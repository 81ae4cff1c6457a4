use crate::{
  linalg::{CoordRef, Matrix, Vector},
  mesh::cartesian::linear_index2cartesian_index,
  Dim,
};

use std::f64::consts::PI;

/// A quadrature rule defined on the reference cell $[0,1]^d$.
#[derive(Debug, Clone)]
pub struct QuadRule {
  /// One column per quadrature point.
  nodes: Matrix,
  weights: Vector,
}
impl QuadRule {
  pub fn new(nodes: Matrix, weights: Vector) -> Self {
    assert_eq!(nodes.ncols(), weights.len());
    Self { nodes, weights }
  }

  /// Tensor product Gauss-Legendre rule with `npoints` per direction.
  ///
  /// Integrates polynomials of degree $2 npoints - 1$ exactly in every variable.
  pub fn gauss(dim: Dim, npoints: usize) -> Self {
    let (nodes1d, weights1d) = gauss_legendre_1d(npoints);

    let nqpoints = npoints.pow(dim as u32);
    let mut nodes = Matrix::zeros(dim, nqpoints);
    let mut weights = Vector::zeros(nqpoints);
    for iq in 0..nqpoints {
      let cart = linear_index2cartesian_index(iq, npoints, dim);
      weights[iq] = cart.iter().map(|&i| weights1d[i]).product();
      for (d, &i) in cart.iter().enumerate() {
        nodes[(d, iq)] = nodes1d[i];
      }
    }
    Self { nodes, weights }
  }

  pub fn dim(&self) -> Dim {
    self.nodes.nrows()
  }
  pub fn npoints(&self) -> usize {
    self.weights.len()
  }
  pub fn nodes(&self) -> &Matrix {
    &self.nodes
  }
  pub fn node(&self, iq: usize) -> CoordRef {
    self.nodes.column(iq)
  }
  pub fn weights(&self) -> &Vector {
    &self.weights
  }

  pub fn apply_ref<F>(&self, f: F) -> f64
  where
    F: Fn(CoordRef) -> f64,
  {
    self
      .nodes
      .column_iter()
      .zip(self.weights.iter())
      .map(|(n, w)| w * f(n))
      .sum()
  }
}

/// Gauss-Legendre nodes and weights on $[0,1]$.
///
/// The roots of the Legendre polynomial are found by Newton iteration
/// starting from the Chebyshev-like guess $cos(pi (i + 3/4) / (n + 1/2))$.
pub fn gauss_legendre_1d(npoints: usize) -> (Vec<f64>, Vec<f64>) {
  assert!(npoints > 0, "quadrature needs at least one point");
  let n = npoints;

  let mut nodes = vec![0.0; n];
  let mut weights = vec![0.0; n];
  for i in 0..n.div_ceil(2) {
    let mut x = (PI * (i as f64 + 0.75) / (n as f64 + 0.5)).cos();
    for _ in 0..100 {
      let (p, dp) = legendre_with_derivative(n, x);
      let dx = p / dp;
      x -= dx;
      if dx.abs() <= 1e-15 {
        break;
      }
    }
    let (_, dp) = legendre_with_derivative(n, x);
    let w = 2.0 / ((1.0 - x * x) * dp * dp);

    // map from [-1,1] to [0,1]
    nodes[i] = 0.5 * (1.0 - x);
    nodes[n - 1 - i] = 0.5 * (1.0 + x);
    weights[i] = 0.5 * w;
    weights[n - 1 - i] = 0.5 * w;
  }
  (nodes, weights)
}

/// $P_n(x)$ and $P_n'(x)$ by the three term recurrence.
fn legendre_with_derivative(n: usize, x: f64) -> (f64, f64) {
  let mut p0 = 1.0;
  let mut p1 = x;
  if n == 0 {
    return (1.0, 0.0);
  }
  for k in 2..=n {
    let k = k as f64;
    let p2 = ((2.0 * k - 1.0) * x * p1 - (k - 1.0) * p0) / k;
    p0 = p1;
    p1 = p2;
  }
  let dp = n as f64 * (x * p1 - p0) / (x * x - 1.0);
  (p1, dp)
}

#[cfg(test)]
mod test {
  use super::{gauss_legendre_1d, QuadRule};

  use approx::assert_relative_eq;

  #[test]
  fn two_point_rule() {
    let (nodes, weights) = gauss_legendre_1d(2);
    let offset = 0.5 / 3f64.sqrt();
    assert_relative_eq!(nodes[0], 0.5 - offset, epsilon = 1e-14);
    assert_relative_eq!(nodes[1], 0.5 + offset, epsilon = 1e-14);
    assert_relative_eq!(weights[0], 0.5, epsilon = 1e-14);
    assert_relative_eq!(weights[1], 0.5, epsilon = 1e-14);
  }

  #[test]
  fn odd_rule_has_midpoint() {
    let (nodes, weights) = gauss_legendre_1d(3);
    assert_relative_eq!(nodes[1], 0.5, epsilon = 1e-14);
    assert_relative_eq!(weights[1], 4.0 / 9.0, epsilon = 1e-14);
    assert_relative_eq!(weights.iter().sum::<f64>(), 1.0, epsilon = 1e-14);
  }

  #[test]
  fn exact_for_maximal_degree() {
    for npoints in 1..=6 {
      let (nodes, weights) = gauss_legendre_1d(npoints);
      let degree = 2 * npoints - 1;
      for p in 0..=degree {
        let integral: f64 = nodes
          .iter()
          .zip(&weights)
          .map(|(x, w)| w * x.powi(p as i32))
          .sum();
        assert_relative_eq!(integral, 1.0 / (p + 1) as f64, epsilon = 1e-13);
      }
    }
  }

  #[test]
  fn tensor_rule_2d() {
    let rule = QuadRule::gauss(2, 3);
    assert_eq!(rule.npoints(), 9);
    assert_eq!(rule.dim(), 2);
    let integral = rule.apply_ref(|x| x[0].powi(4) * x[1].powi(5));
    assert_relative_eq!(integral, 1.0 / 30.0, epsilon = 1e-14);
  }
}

---+---

## Aim of the task
Among the entries above, find every line holding "QuadRule" and copy it.

## Task output
pub struct QuadRule {
impl QuadRule {
  use super::{gauss_legendre_1d, QuadRule};
    let rule = QuadRule::gauss(2, 3);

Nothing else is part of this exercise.